Nächstenliebe geht auch auf Distanz

Auch in der Pandemie brach das angeleitete diakonische Engagement von Schülerinnen und Schüler nicht ab: So fanden in Schweinjfurt 57 Briefe ihren Weg zu den Bewohnerinnen und Bewohnern des Seniorenzentrums, die das Haus nicht verlassen durften. Darin erzählten die Jugendlichen aus ihrem Leben, weckten Erinnerungen, entwarfen Rätsel und schrieben Gedichte – und ließen die Älteren damit wissen: „Ihr seid nicht vergessen." In Uffenheim entwarfen Schülerinnen und Schüler  der Klasse 7bG an der Christian-von-Bomhardschule eine  digitale Stadtführung für die Bewohnerinnen und Bewohner in Senioren- und Pflegeeinrichtungen. Bei einem Stadtrundgang erkundeten die Schülerinnen und Schüler mit ihrer Lehrkraft idyllische und historische Plätze in Uffenheim und drehten danach ein Video zu Sehenswürdigkeiten und Lieblingsplätzen von Senioren und Seniorinnen, das sie am letzten Schultag vor denWeihnachtsferien der Heimleitung übergaben. Und Siebtklässlerinnen und -klässler des Gymnasiums Ottobrunn gestalteten rund um Pfingsten Foto-Grußkarten für Bewohnerinnen und Bewohner des Hanns-Seidel-Haus, die Mitgefühl, Freude und die Gewissheit, dass jemand an sie denkt, übermitteln sollen. Sie erlebten: Nächstenliebe geht auch auf Distanz.Dennoch freuen sich alle, wenn persönliche Begegnung wieder möglich ist.

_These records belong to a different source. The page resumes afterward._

//! Shared constants for geometry and interaction.

use std::time::Duration;

/// Width in pixels of the row-number gutter on the left and the
/// column-number gutter on the top of the canvas.
pub const LABEL_GUTTER: f64 = 30.0;

/// Smallest allowed cell size in pixels.
pub const MIN_CELL_SIZE: f64 = 10.0;

/// Largest allowed cell size in pixels.
pub const MAX_CELL_SIZE: f64 = 100.0;

/// Cell size of a fresh viewport.
pub const DEFAULT_CELL_SIZE: f64 = 25.0;

/// Multiplier applied by a single zoom step.
pub const ZOOM_STEP: f64 = 1.2;

/// Hit tolerance for mouse-class pointers, in fractions of a cell.
pub const POINTER_TOLERANCE: f64 = 0.25;

/// Hit tolerance for touch input, in fractions of a cell.
pub const TOUCH_TOLERANCE: f64 = 0.33;

/// Time a single touch waits for a second finger before it may draw.
pub const DRAW_DELAY: Duration = Duration::from_millis(80);

/// Hold time that turns a stationary touch into an erase gesture.
pub const LONG_PRESS: Duration = Duration::from_millis(500);

/// Movement in pixels a touch may make and still count as stationary.
pub const TOUCH_JITTER: f64 = 10.0;

/// Maximum gap between two taps of a double tap.
pub const DOUBLE_TAP_WINDOW: Duration = Duration::from_millis(300);

/// Maximum distance in pixels between two taps of a double tap.
pub const DOUBLE_TAP_DISTANCE: f64 = 30.0;

/// Maximum duration of a multi-finger undo/redo tap.
pub const MULTI_TAP_WINDOW: Duration = Duration::from_millis(250);

/// Accumulated drag distance in pixels before the drag direction is decided.
pub const DIRECTION_THRESHOLD: f64 = 6.0;

/// Ratio by which one axis must dominate the other to bias hit testing.
pub const DIRECTION_DOMINANCE: f64 = 1.5;

/// Grid size of a new document.
pub const DEFAULT_GRID_WIDTH: i32 = 20;

/// Grid size of a new document.
pub const DEFAULT_GRID_HEIGHT: i32 = 20;

/// Current import/export format version.
pub const DOCUMENT_VERSION: i64 = 1;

Auch schwierige Erfahrungen

Die Erfahrungen sind so unterschiedlich wie die Einsatzorte und die jungen Menschen. Nicht jede Begegnung verläuft einfach – besonders, wenn die Älteren schlecht ansprechbar waren. „Doch genau dadurch lernten wir, wie unfassbar vergänglich das Leben ist“, so eine Schülerin. Doch ob große Begeisterung und Abschiedsschmerz oder Schwierigkeiten: „Es war ein Erlebnis, das niemand von uns missen möchte. Und auch wenn wir vielleicht ein bisschen ins kalte Wasser geschmissen wurden, war das vielleicht genau der richtige Weg, um uns die Augen für die wichtigen Dinge im Leben zu öffnen“, schreibt Wilhelmine aus der 10 a.